D'ailleurs, malgré cette générosité le déficit de la sécurité sociale correspond, en réalité, à un découvert modeste de 40 euros pour un salarié qui toucherait 1 500 euros. Autant vous dire qu’avec des mesures de bonne gestion, faisant porter l’effort sur les revenus financiers des entreprises et en agissant positivement sur l’emploi et les salaires, il serait possible de s’attaquer vraiment aux grands défis de la maladie, de la santé au travail ou du vieillissement et d’épargner ainsi aux Français tous ces sacrifices.
Or c’est tout l’inverse que vous nous proposez ! C'est pourquoi nous voterons contre cette motion. (Applaudissements sur les travées du groupe CRC.)
Mme la présidente. Je mets aux voix la motion n° 1, tendant à opposer la question préalable.
Je rappelle que l'adoption de cette motion entraînerait le rejet du projet de loi de financement de la sécurité sociale.
En application de l’article 59 du règlement, le scrutin public ordinaire est de droit.
Je rappelle que l'avis du Gouvernement est défavorable.
Il va être procédé au scrutin dans les conditions fixées par l'article 56 du règlement.
Le scrutin est ouvert.
(Le scrutin a lieu.)
Mme la présidente.

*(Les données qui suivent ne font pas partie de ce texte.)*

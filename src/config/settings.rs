//! Configuration settings for docchat.

use serde::{Deserialize, Serialize};
use std::path::PathBuf;

/// Root configuration structure.
#[derive(Debug, Clone, Serialize, Deserialize)]
#[serde(default)]
#[derive(Default)]
pub struct Settings {
    pub general: GeneralSettings,
    pub llm: LlmSettings,
    pub embedding: EmbeddingSettings,
    pub index: IndexSettings,
    pub sources: SourceSettings,
    pub chunking: ChunkingSettings,
    pub server: ServerSettings,
    pub client: ClientSettings,
}

/// General application settings.
#[derive(Debug, Clone, Serialize, Deserialize)]
#[serde(default)]
pub struct GeneralSettings {
    /// Directory for storing application data.
    pub data_dir: String,
    /// Log level (trace, debug, info, warn, error).
    pub log_level: String,
}

impl Default for GeneralSettings {
    fn default() -> Self {
        Self {
            data_dir: "~/.docchat".to_string(),
            log_level: "warn".to_string(),
        }
    }
}

/// Chat-completion provider settings.
///
/// Any OpenAI-compatible endpoint works; the default points at Groq.
#[derive(Debug, Clone, Serialize, Deserialize)]
#[serde(default)]
pub struct LlmSettings {
    /// Base URL of the OpenAI-compatible API.
    pub api_base: String,
    /// Environment variable holding the provider credential.
    pub api_key_env: String,
    /// Model used for answer generation.
    pub model: String,
    /// Sampling temperature.
    pub temperature: f32,
}

impl Default for LlmSettings {
    fn default() -> Self {
        Self {
            api_base: "https://api.groq.com/openai/v1".to_string(),
            api_key_env: "GROQ_API_KEY".to_string(),
            model: "llama3-8b-8192".to_string(),
            temperature: 0.0,
        }
    }
}

/// Embedding generation settings.
#[derive(Debug, Clone, Serialize, Deserialize)]
#[serde(default)]
pub struct EmbeddingSettings {
    /// Base URL of the OpenAI-compatible embeddings API.
    pub api_base: String,
    /// Environment variable holding the embeddings credential.
    pub api_key_env: String,
    /// Embedding model to use.
    pub model: String,
    /// Embedding dimensions.
    pub dimensions: u32,
}

impl Default for EmbeddingSettings {
    fn default() -> Self {
        Self {
            api_base: "https://api.openai.com/v1".to_string(),
            api_key_env: "OPENAI_API_KEY".to_string(),
            model: "text-embedding-3-small".to_string(),
            dimensions: 1536,
        }
    }
}

/// Prebuilt index settings.
#[derive(Debug, Clone, Serialize, Deserialize)]
#[serde(default)]
pub struct IndexSettings {
    /// Path to the SQLite passage index.
    pub path: String,
}

impl Default for IndexSettings {
    fn default() -> Self {
        Self {
            path: "~/.docchat/index.db".to_string(),
        }
    }
}

/// Source link settings.
#[derive(Debug, Clone, Serialize, Deserialize)]
#[serde(default)]
pub struct SourceSettings {
    /// JSON document mapping corpus filenames to public URLs.
    pub mapping_path: String,
}

impl Default for SourceSettings {
    fn default() -> Self {
        Self {
            mapping_path: "~/.docchat/url_mapping.json".to_string(),
        }
    }
}

/// Corpus splitting settings used when building the index.
#[derive(Debug, Clone, Serialize, Deserialize)]
#[serde(default)]
pub struct ChunkingSettings {
    /// Target passage size in characters.
    pub chunk_size: usize,
    /// Characters carried over from the previous passage.
    pub chunk_overlap: usize,
}

impl Default for ChunkingSettings {
    fn default() -> Self {
        Self {
            chunk_size: 1000,
            chunk_overlap: 200,
        }
    }
}

/// HTTP service settings.
#[derive(Debug, Clone, Serialize, Deserialize)]
#[serde(default)]
pub struct ServerSettings {
    /// Host to bind to.
    pub host: String,
    /// Port to bind to.
    pub port: u16,
    /// When set, requests must present this value in the `api-key` header.
    pub api_key: Option<String>,
    /// Allowed CORS origins. Empty allows any origin.
    pub cors_origins: Vec<String>,
}

impl Default for ServerSettings {
    fn default() -> Self {
        Self {
            host: "0.0.0.0".to_string(),
            port: 8000,
            api_key: None,
            cors_origins: vec!["http://localhost:3000".to_string()],
        }
    }
}

/// Wire protocol spoken by the chat client.
#[derive(Debug, Clone, Copy, Serialize, Deserialize, Default, PartialEq, Eq)]
#[serde(rename_all = "lowercase")]
pub enum ClientProtocol {
    /// Newline-delimited JSON events.
    #[default]
    Events,
    /// Progressive JSON envelope.
    Legacy,
}

impl std::str::FromStr for ClientProtocol {
    type Err = String;

    fn from_str(s: &str) -> std::result::Result<Self, Self::Err> {
        match s.to_lowercase().as_str() {
            "events" | "ndjson" => Ok(ClientProtocol::Events),
            "legacy" | "json" => Ok(ClientProtocol::Legacy),
            _ => Err(format!("Unknown protocol: {}", s)),
        }
    }
}

impl std::fmt::Display for ClientProtocol {
    fn fmt(&self, f: &mut std::fmt::Formatter<'_>) -> std::fmt::Result {
        match self {
            ClientProtocol::Events => write!(f, "events"),
            ClientProtocol::Legacy => write!(f, "legacy"),
        }
    }
}

/// Chat client settings.
#[derive(Debug, Clone, Serialize, Deserialize)]
#[serde(default)]
pub struct ClientSettings {
    /// Chat endpoint URL.
    pub endpoint: String,
    /// Optional value sent in the `api-key` header.
    pub api_key: Option<String>,
    /// Wire protocol to request.
    pub protocol: ClientProtocol,
}

impl Default for ClientSettings {
    fn default() -> Self {
        Self {
            endpoint: "http://localhost:8000/api/chat/".to_string(),
            api_key: None,
            protocol: ClientProtocol::Events,
        }
    }
}

impl Settings {
    /// Load settings from the default configuration file.
    pub fn load() -> crate::error::Result<Self> {
        Self::load_from(None)
    }

    /// Load settings from a specific path, or default location if None.
    pub fn load_from(path: Option<&PathBuf>) -> crate::error::Result<Self> {
        let config_path = match path {
            Some(p) => p.clone(),
            None => Self::default_config_path(),
        };

        if config_path.exists() {
            let content = std::fs::read_to_string(&config_path)?;
            let settings: Settings = toml::from_str(&content)?;
            Ok(settings)
        } else {
            Ok(Settings::default())
        }
    }

    /// Save settings to the default configuration file.
    pub fn save(&self) -> crate::error::Result<()> {
        self.save_to(&Self::default_config_path())
    }

    /// Save settings to a specific path.
    pub fn save_to(&self, path: &PathBuf) -> crate::error::Result<()> {
        if let Some(parent) = path.parent() {
            std::fs::create_dir_all(parent)?;
        }
        let content = toml::to_string_pretty(self)
            .map_err(|e| crate::error::DocchatError::Config(e.to_string()))?;
        std::fs::write(path, content)?;
        Ok(())
    }

    /// Get the default configuration file path.
    pub fn default_config_path() -> PathBuf {
        dirs::config_dir()
            .unwrap_or_else(|| PathBuf::from("."))
            .join("docchat")
            .join("config.toml")
    }

    /// Expand shell variables in paths (e.g., ~).
    pub fn expand_path(path: &str) -> PathBuf {
        PathBuf::from(shellexpand::tilde(path).to_string())
    }

    /// Get the expanded data directory path.
    pub fn data_dir(&self) -> PathBuf {
        Self::expand_path(&self.general.data_dir)
    }

    /// Get the expanded index path.
    pub fn index_path(&self) -> PathBuf {
        Self::expand_path(&self.index.path)
    }

    /// Get the expanded URL mapping path.
    pub fn mapping_path(&self) -> PathBuf {
        Self::expand_path(&self.sources.mapping_path)
    }
}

Personne ne demande plus à voter ?…
Le scrutin est clos.
J'invite Mmes et MM. les secrétaires à procéder au dépouillement du scrutin.
(Il est procédé au dépouillement du scrutin.)
Mme la présidente. Voici, compte tenu de l’ensemble des délégations de vote accordées par les sénateurs aux groupes politiques et notifiées à la présidence, le résultat du scrutin n° 74 :
Nombre de votants | 343 |
Nombre de suffrages exprimés | 343 |
Pour l’adoption | 188 |
Contre | 155 |
Le Sénat a adopté.
M. Jean Desessard. Les voix de gauche traditionnelles !
Mme la présidente. En conséquence, le Sénat n’a pas adopté le projet de loi de financement de la sécurité sociale pour 2016 en nouvelle lecture.
Mes chers collègues, l'ordre du jour de ce matin étant épuisé, nous allons maintenant interrompre nos travaux ; nous les reprendrons à quinze heures.
La séance est suspendue.
(La séance, suspendue à douze heures quinze, est reprise à quinze heures, sous la présidence de M. Gérard Larcher.)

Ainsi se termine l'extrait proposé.